• [Exercise details]:
Give an exact copy of every entry.

Saved data entries:

use std::sync::Arc;

use tokio::net::TcpListener;
use tokio_util::sync::CancellationToken;
use tower_http::cors::CorsLayer;
use tower_http::limit::RequestBodyLimitLayer;
use tower_http::trace::TraceLayer;
use tracing_subscriber::EnvFilter;

use jobscraper_client::{LlmConfig, build_processor, build_runner};
use jobscraper_core::config::SourcesFile;
use jobscraper_core::instrument::{InstrumentedStore, Metrics};
use jobscraper_core::scheduler::Scheduler;
use jobscraper_db::{Database, DatabaseConfig};
use jobscraper_server::config::ServerConfig;
use jobscraper_server::routes;
use jobscraper_server::state::AppState;

const MAX_BODY_BYTES: usize = 64 * 1024;

#[tokio::main]
async fn main() -> anyhow::Result<()> {
    let _ = dotenvy::dotenv();

    tracing_subscriber::fmt()
        .with_env_filter(EnvFilter::from_default_env().add_directive("jobscraper=info".parse()?))
        .with_target(false)
        .init();

    let config = ServerConfig::from_env()?;
    let sources = SourcesFile::load(&config.sources_path)?;

    let db = Database::connect(&DatabaseConfig::from_env()?).await?;
    db.migrate().await?;

    let metrics = Metrics::new();
    let store = InstrumentedStore::new(db.job_store(), "postgres", metrics.clone());
    let processor = build_processor(LlmConfig::from_env()?, &config.prompts_dir)?;
    let runner = Arc::new(build_runner(store.clone(), processor, &sources, &metrics)?);

    let scheduler = Arc::new(Scheduler::new(runner.clone(), &runner.configs()).await?);
    let cancel = CancellationToken::new();
    let scheduler_task = {
        let scheduler = Arc::clone(&scheduler);
        let cancel = cancel.clone();
        tokio::spawn(async move { scheduler.start(&cancel).await })
    };

    let state = Arc::new(AppState {
        db,
        jobs: store,
        runs: runner.clone(),
        metrics,
        api_key: config.api_key,
    });

    let app = routes::router(state)
        .layer(RequestBodyLimitLayer::new(MAX_BODY_BYTES))
        .layer(TraceLayer::new_for_http())
        .layer(CorsLayer::permissive());

    let addr = format!("0.0.0.0:{}", config.port);
    tracing::info!("Starting server on {addr}");
    let listener = TcpListener::bind(&addr).await?;
    axum::serve(listener, app)
        .with_graceful_shutdown(shutdown_signal(cancel.clone()))
        .await?;

    cancel.cancel();
    scheduler_task.await??;
    scheduler.stop().await?;
    runner.shutdown().await;
    tracing::info!("Shutdown complete");

    Ok(())
}

async fn shutdown_signal(cancel: CancellationToken) {
    tokio::select! {
        result = tokio::signal::ctrl_c() => {
            if let Err(e) = result {
                tracing::error!(error = %e, "Failed to listen for CTRL+C");
            }
        }
        _ = cancel.cancelled() => {}
    }
    tracing::info!("Shutdown signal received");
    cancel.cancel();
}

• [Exercise response]:
use std::sync::Arc;

use tokio::net::TcpListener;
use tokio_util::sync::CancellationToken;
use tower_http::cors::CorsLayer;
use tower_http::limit::RequestBodyLimitLayer;
use tower_http::trace::TraceLayer;
use tracing_subscriber::EnvFilter;

use jobscraper_client::{LlmConfig, build_processor, build_runner};
use jobscraper_core::config::SourcesFile;
use jobscraper_core::instrument::{InstrumentedStore, Metrics};
use jobscraper_core::scheduler::Scheduler;
use jobscraper_db::{Database, DatabaseConfig};
use jobscraper_server::config::ServerConfig;
use jobscraper_server::routes;
use jobscraper_server::state::AppState;

const MAX_BODY_BYTES: usize = 64 * 1024;

#[tokio::main]
async fn main() -> anyhow::Result<()> {
    let _ = dotenvy::dotenv();

    tracing_subscriber::fmt()
        .with_env_filter(EnvFilter::from_default_env().add_directive("jobscraper=info".parse()?))
        .with_target(false)
        .init();

    let config = ServerConfig::from_env()?;
    let sources = SourcesFile::load(&config.sources_path)?;

    let db = Database::connect(&DatabaseConfig::from_env()?).await?;
    db.migrate().await?;

    let metrics = Metrics::new();
    let store = InstrumentedStore::new(db.job_store(), "postgres", metrics.clone());
    let processor = build_processor(LlmConfig::from_env()?, &config.prompts_dir)?;
    let runner = Arc::new(build_runner(store.clone(), processor, &sources, &metrics)?);

    let scheduler = Arc::new(Scheduler::new(runner.clone(), &runner.configs()).await?);
    let cancel = CancellationToken::new();
    let scheduler_task = {
        let scheduler = Arc::clone(&scheduler);
        let cancel = cancel.clone();
        tokio::spawn(async move { scheduler.start(&cancel).await })
    };

    let state = Arc::new(AppState {
        db,
        jobs: store,
        runs: runner.clone(),
        metrics,
        api_key: config.api_key,
    });

    let app = routes::router(state)
        .layer(RequestBodyLimitLayer::new(MAX_BODY_BYTES))
        .layer(TraceLayer::new_for_http())
        .layer(CorsLayer::permissive());

    let addr = format!("0.0.0.0:{}", config.port);
    tracing::info!("Starting server on {addr}");
    let listener = TcpListener::bind(&addr).await?;
    axum::serve(listener, app)
        .with_graceful_shutdown(shutdown_signal(cancel.clone()))
        .await?;

    cancel.cancel();
    scheduler_task.await??;
    scheduler.stop().await?;
    runner.shutdown().await;
    tracing::info!("Shutdown complete");

    Ok(())
}

async fn shutdown_signal(cancel: CancellationToken) {
    tokio::select! {
        result = tokio::signal::ctrl_c() => {
            if let Err(e) = result {
                tracing::error!(error = %e, "Failed to listen for CTRL+C");
            }
        }
        _ = cancel.cancelled() => {}
    }
    tracing::info!("Shutdown signal received");
    cancel.cancel();
}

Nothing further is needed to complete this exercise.